Seni ancak ebediyyetler eder istîâb.
“Bu, taşındır” diyerek Kâ’be’yi diksem başına;
Rûhumun vahyini duysam da geçirsem taşına;
Sonra gök kubbeyi alsam da, ridâ nâmıyle,
Kanayan lâhdine çeksem bütün ecrâmıyle;
Mor bulutlarla açık türbene çatsam da tavan,
Yedi kandilli Süreyyâ’yı uzatsam oradan;
Sen bu âvîzenin altında, bürünmüş kanına,
Uzanırken, gece mehtâbı getirsem yanına,
Türbedârın gibi tâ fecre kadar bekletsem;
Gündüzün fecr ile âvîzeni lebrîz etsem;
Tüllenen mağribi, akşamları sarsam yarana...

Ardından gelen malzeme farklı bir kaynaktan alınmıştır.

//! Remote inference adapter.
//!
//! Instead of loading a model in-process, this adapter uploads the raw
//! photo to a prediction service and normalizes its response into the same
//! `{class identifier, confidence}` contract as local inference. Transport
//! failures map onto distinct error kinds (timeout, connectivity, non-2xx,
//! malformed payload) so callers can give differentiated guidance.
//!
//! The adapter performs no retries; retry policy belongs to the caller,
//! which knows whether re-running an expensive classification is warranted.

use std::time::Duration;

use reqwest::multipart::{Form, Part};
use serde::Deserialize;
use tracing::debug;

use crate::error::{ClassifierError, Result};

/// A validated prediction from the remote service.
#[derive(Debug, Clone, PartialEq)]
pub struct RemotePrediction {
    /// Opaque class identifier, resolved downstream via the label map.
    pub plant_id: String,
    /// Top-class probability in `[0, 1]`.
    pub probability: f32,
}

/// Loosely-typed wire shape; validation happens in
/// [`parse_prediction_response`], never downstream.
#[derive(Debug, Deserialize)]
struct WireResponse {
    plant_id: Option<String>,
    probability: Option<f32>,
}

/// Validates a raw service response into a [`RemotePrediction`].
///
/// Non-2xx statuses become [`ClassifierError::Service`] regardless of body;
/// a 2xx body missing either field, or carrying a probability outside
/// `[0, 1]`, is a protocol error.
pub(crate) fn parse_prediction_response(status: u16, body: &[u8]) -> Result<RemotePrediction> {
    if !(200..300).contains(&status) {
        return Err(ClassifierError::Service {
            status,
            message: String::from_utf8_lossy(body).trim().to_string(),
        });
    }

    let wire: WireResponse = serde_json::from_slice(body)
        .map_err(|e| ClassifierError::MalformedResponse(e.to_string()))?;

    let plant_id = wire
        .plant_id
        .ok_or_else(|| ClassifierError::MalformedResponse("missing plant_id".to_string()))?;
    let probability = wire
        .probability
        .ok_or_else(|| ClassifierError::MalformedResponse("missing probability".to_string()))?;

    if !probability.is_finite() || !(0.0..=1.0).contains(&probability) {
        return Err(ClassifierError::MalformedResponse(format!(
            "probability {} outside [0, 1]",
            probability
        )));
    }

    Ok(RemotePrediction {
        plant_id,
        probability,
    })
}

/// Client for a remote prediction service speaking the `/predict` multipart
/// contract.
#[derive(Debug, Clone)]
pub struct RemoteClassifier {
    client: reqwest::Client,
    endpoint: String,
    timeout: Duration,
}

impl RemoteClassifier {
    /// Creates a classifier for `endpoint` with a hard request deadline.
    pub fn new(endpoint: impl Into<String>, timeout: Duration) -> Result<Self> {
        let client = reqwest::Client::builder()
            .timeout(timeout)
            .build()
            .map_err(|e| ClassifierError::Config(e.to_string()))?;
        let endpoint: String = endpoint.into();
        Ok(Self {
            client,
            endpoint: endpoint.trim_end_matches('/').to_string(),
            timeout,
        })
    }

    fn map_transport_error(&self, e: reqwest::Error) -> ClassifierError {
        if e.is_timeout() {
            ClassifierError::Timeout(self.timeout)
        } else {
            ClassifierError::Connectivity(e.to_string())
        }
    }

    /// Uploads the raw photo bytes and returns the service's validated
    /// prediction. The request is aborted once the deadline elapses.
    pub async fn predict(&self, photo: &[u8]) -> Result<RemotePrediction> {
        let part = Part::bytes(photo.to_vec())
            .file_name("photo.jpg")
            .mime_str("image/jpeg")
            .map_err(|e| ClassifierError::Config(e.to_string()))?;
        let form = Form::new().part("image", part);

        let url = format!("{}/predict", self.endpoint);
        debug!(%url, bytes = photo.len(), "uploading photo for remote prediction");

        let response = self
            .client
            .post(&url)
            .multipart(form)
            .send()
            .await
            .map_err(|e| self.map_transport_error(e))?;

        let status = response.status().as_u16();
        let body = response
            .bytes()
            .await
            .map_err(|e| self.map_transport_error(e))?;

        parse_prediction_response(status, &body)
    }
}

#[cfg(test)]
mod test {
    use super::*;

    #[test]
    fn test_valid_response() {
        let body = br#"{ "plant_id": "37", "probability": 0.92 }"#;
        let prediction = parse_prediction_response(200, body).unwrap();
        assert_eq!(prediction.plant_id, "37");
        assert!((prediction.probability - 0.92).abs() < f32::EPSILON);
    }

    #[test]
    fn test_missing_probability_is_malformed() {
        let body = br#"{ "plant_id": "37" }"#;
        let err = parse_prediction_response(200, body).unwrap_err();
        assert!(matches!(err, ClassifierError::MalformedResponse(_)));
    }

    #[test]
    fn test_missing_plant_id_is_malformed() {
        let body = br#"{ "probability": 0.5 }"#;
        let err = parse_prediction_response(200, body).unwrap_err();
        assert!(matches!(err, ClassifierError::MalformedResponse(_)));
    }

    #[test]
    fn test_probability_out_of_range_is_malformed() {
        let body = br#"{ "plant_id": "37", "probability": 1.5 }"#;
        let err = parse_prediction_response(200, body).unwrap_err();
        assert!(matches!(err, ClassifierError::MalformedResponse(_)));

        let body = br#"{ "plant_id": "37", "probability": -0.1 }"#;
        let err = parse_prediction_response(200, body).unwrap_err();
        assert!(matches!(err, ClassifierError::MalformedResponse(_)));
    }

    #[test]
    fn test_wrongly_typed_plant_id_is_malformed() {
        let body = br#"{ "plant_id": 37, "probability": 0.5 }"#;
        let err = parse_prediction_response(200, body).unwrap_err();
        assert!(matches!(err, ClassifierError::MalformedResponse(_)));
    }

    #[test]
    fn test_non_2xx_is_service_error_regardless_of_body() {
        let body = br#"{ "plant_id": "37", "probability": 0.92 }"#;
        let err = parse_prediction_response(500, body).unwrap_err();
        match err {
            ClassifierError::Service { status, .. } => assert_eq!(status, 500),
            other => panic!("expected Service, got {:?}", other),
        }
    }

    #[test]
    fn test_service_error_carries_message() {
        let err = parse_prediction_response(503, b"model warming up\n").unwrap_err();
        match err {
            ClassifierError::Service { status, message } => {
                assert_eq!(status, 503);
                assert_eq!(message, "model warming up");
            }
            other => panic!("expected Service, got {:?}", other),
        }
    }

    #[test]
    fn test_boundary_probabilities_are_valid() {
        let zero = parse_prediction_response(200, br#"{ "plant_id": "1", "probability": 0.0 }"#);
        assert!(zero.is_ok());
        let one = parse_prediction_response(200, br#"{ "plant_id": "1", "probability": 1.0 }"#);
        assert!(one.is_ok());
    }
}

Yine bir şey yapabildim diyemem hâtırana.
Sen ki, son ehl-i salîbin kırarak savletini,
Şarkın en sevgili sultânı Salâhaddîn’i,
Kılıç Arslan gibi iclâline ettin hayran...
Sen ki, İslâm’ı kuşatmış, boğuyorken hüsran,
O demir çemberi göğsünde kırıp parçaladın;
Sen ki, rûhunla berâber gezer ecrâmı adın;
Sen ki, a’sâra gömülsen taşacaksın... Heyhât,
Sana gelmez bu ufuklar, seni almaz bu cihât...
Ey şehîd oğlu şehîd, isteme benden makber,
Sana âgûşunu açmış duruyor Peygamber.